━━━━━ EXTRACTED DATA ━━━━━
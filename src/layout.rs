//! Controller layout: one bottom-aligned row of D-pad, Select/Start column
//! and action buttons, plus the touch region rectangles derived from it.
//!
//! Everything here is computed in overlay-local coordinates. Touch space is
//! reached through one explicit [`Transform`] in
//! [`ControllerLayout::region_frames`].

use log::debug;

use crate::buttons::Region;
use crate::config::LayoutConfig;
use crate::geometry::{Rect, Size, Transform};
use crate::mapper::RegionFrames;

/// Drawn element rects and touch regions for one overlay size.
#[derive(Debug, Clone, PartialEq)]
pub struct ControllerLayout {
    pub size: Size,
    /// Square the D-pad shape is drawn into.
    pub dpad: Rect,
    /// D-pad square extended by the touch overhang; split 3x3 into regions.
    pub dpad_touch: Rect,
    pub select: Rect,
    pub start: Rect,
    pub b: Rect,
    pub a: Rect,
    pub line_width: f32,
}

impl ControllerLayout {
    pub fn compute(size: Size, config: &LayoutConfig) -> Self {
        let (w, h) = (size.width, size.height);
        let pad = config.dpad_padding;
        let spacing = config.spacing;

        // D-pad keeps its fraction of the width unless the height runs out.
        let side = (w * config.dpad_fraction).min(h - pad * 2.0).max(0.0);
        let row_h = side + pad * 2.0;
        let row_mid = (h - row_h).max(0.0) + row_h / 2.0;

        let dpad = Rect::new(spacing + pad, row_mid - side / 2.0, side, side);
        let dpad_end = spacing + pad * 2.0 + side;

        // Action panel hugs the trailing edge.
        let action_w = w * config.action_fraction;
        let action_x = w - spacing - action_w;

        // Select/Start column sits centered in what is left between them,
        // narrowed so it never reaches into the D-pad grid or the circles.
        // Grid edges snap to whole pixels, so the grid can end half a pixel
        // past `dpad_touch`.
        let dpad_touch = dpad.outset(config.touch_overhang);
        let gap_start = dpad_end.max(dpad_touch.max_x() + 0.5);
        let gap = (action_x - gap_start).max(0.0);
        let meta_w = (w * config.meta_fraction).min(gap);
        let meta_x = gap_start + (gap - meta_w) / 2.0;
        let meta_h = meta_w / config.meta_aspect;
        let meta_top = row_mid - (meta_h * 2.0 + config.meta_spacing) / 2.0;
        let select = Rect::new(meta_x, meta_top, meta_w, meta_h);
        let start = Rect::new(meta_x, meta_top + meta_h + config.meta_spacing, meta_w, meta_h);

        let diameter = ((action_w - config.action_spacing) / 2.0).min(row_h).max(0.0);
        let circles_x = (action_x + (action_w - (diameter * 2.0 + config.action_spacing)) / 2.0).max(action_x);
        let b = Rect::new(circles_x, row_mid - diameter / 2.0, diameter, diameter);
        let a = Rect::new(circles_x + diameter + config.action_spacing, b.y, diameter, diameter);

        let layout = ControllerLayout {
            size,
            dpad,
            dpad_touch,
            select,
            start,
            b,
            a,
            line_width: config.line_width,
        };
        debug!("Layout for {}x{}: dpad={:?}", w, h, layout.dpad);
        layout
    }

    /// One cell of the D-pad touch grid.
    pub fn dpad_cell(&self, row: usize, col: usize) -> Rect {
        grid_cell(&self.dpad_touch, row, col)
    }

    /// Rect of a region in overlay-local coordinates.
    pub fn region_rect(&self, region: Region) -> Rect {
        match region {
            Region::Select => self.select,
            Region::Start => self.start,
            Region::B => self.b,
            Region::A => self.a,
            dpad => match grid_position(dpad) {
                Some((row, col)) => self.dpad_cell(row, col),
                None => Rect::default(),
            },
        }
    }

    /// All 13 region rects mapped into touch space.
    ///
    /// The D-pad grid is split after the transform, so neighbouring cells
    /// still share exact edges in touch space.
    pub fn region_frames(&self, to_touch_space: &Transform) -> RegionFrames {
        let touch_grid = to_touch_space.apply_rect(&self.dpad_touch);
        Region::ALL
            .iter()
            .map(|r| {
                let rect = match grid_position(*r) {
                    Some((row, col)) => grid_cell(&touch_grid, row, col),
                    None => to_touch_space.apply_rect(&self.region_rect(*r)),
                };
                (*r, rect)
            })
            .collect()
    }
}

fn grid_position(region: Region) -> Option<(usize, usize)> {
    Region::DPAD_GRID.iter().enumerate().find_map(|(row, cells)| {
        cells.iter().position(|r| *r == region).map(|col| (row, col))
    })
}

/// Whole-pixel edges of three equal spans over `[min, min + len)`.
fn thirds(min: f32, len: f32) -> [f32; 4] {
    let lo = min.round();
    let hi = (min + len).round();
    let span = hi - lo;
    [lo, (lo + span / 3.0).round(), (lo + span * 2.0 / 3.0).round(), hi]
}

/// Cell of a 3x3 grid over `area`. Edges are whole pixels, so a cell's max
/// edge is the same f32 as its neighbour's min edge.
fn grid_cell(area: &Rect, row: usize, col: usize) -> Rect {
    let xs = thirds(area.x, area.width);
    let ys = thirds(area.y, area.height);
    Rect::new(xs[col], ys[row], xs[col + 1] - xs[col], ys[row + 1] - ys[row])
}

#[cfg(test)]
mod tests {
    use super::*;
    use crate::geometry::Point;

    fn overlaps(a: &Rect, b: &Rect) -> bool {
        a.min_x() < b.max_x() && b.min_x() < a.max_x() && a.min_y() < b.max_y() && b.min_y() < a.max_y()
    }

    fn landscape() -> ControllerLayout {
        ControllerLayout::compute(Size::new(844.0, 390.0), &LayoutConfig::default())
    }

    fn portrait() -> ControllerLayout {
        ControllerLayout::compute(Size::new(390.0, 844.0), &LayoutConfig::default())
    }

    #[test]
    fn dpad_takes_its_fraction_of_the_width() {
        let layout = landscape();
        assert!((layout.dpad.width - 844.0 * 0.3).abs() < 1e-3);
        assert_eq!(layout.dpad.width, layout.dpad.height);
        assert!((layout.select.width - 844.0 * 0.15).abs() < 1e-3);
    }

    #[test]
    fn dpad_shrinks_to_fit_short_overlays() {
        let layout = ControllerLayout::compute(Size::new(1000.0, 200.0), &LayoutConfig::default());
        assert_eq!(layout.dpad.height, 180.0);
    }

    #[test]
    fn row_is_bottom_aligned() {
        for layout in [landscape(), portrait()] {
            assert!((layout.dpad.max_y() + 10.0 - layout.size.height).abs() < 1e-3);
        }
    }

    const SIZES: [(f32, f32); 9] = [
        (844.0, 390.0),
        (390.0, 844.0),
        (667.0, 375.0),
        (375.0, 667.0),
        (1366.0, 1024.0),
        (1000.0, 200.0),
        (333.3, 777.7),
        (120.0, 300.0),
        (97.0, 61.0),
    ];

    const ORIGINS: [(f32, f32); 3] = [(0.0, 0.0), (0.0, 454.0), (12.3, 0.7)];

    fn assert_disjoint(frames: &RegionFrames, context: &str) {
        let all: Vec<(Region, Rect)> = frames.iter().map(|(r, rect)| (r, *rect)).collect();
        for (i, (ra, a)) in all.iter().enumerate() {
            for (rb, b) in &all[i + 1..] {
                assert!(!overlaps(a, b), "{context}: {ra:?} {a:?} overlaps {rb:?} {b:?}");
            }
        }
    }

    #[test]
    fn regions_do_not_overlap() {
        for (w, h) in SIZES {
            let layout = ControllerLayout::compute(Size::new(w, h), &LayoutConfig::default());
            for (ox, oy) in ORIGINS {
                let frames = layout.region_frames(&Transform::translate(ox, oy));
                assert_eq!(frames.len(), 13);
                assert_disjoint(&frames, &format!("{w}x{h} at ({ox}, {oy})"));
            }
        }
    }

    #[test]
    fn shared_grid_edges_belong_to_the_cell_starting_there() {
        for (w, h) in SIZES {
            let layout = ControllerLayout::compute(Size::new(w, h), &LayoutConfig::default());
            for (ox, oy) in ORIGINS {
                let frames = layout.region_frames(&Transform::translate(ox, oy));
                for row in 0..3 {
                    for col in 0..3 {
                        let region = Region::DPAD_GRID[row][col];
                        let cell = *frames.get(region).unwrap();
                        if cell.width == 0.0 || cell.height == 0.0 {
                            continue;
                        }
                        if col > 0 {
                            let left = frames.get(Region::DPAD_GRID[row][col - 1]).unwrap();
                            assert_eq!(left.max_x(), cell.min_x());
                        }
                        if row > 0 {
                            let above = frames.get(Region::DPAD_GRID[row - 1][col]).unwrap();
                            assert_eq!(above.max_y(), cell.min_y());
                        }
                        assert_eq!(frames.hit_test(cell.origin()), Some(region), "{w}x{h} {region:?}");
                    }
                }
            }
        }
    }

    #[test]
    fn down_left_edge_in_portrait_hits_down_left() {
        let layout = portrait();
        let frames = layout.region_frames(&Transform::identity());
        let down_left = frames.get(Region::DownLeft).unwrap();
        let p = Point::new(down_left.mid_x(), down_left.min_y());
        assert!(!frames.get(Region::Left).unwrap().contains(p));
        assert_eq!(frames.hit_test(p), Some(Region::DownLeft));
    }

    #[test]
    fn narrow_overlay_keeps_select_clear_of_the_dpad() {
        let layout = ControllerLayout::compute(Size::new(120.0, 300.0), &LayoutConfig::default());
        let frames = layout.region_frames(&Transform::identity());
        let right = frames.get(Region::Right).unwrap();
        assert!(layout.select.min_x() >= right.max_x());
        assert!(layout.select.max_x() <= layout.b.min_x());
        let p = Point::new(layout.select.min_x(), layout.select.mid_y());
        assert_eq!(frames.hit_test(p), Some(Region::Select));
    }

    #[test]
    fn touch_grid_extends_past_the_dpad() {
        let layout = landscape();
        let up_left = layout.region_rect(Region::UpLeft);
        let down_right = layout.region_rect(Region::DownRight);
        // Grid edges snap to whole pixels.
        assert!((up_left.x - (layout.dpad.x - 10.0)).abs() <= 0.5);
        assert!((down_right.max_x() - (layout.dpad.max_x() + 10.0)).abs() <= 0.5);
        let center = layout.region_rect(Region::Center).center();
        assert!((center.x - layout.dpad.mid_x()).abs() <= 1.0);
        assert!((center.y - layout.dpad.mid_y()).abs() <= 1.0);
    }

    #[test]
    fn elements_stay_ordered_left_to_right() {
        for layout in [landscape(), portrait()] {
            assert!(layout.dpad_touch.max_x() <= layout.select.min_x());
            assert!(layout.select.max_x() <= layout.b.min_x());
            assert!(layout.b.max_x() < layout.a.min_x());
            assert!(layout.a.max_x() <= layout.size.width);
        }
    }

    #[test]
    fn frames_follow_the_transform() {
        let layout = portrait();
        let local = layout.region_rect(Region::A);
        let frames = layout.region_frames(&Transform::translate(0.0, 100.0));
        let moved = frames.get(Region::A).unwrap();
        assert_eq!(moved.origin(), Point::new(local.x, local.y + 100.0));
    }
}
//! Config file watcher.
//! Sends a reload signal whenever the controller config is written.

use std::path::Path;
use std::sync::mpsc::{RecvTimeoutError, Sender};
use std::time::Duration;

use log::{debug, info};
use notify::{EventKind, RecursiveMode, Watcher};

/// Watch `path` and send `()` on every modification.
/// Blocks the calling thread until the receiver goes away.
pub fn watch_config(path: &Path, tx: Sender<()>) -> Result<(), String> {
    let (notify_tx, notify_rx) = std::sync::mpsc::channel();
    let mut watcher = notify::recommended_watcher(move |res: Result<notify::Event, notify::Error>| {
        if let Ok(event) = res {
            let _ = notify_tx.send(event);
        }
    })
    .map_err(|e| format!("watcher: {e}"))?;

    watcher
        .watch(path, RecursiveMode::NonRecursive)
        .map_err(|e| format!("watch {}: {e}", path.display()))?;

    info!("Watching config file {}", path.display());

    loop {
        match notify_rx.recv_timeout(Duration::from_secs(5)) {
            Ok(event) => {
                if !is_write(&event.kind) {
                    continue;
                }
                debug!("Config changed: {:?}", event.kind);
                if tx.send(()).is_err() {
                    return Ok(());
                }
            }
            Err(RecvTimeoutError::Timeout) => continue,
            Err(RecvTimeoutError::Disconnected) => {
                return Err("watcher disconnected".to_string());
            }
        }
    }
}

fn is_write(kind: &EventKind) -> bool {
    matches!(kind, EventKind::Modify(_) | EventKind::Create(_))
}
━━━━━
* **YOUR GOAL**:
The lines to extract from the data above begin with the line containing "Select/Start column sits" and end with the line containing "so neighbouring cells". Extract them exactly, including both.

* **SOLUTION**:
        // Select/Start column sits centered in what is left between them,
        // narrowed so it never reaches into the D-pad grid or the circles.
        // Grid edges snap to whole pixels, so the grid can end half a pixel
        // past `dpad_touch`.
        let dpad_touch = dpad.outset(config.touch_overhang);
        let gap_start = dpad_end.max(dpad_touch.max_x() + 0.5);
        let gap = (action_x - gap_start).max(0.0);
        let meta_w = (w * config.meta_fraction).min(gap);
        let meta_x = gap_start + (gap - meta_w) / 2.0;
        let meta_h = meta_w / config.meta_aspect;
        let meta_top = row_mid - (meta_h * 2.0 + config.meta_spacing) / 2.0;
        let select = Rect::new(meta_x, meta_top, meta_w, meta_h);
        let start = Rect::new(meta_x, meta_top + meta_h + config.meta_spacing, meta_w, meta_h);

        let diameter = ((action_w - config.action_spacing) / 2.0).min(row_h).max(0.0);
        let circles_x = (action_x + (action_w - (diameter * 2.0 + config.action_spacing)) / 2.0).max(action_x);
        let b = Rect::new(circles_x, row_mid - diameter / 2.0, diameter, diameter);
        let a = Rect::new(circles_x + diameter + config.action_spacing, b.y, diameter, diameter);

        let layout = ControllerLayout {
            size,
            dpad,
            dpad_touch,
            select,
            start,
            b,
            a,
            line_width: config.line_width,
        };
        debug!("Layout for {}x{}: dpad={:?}", w, h, layout.dpad);
        layout
    }

    /// One cell of the D-pad touch grid.
    pub fn dpad_cell(&self, row: usize, col: usize) -> Rect {
        grid_cell(&self.dpad_touch, row, col)
    }

    /// Rect of a region in overlay-local coordinates.
    pub fn region_rect(&self, region: Region) -> Rect {
        match region {
            Region::Select => self.select,
            Region::Start => self.start,
            Region::B => self.b,
            Region::A => self.a,
            dpad => match grid_position(dpad) {
                Some((row, col)) => self.dpad_cell(row, col),
                None => Rect::default(),
            },
        }
    }

    /// All 13 region rects mapped into touch space.
    ///
    /// The D-pad grid is split after the transform, so neighbouring cells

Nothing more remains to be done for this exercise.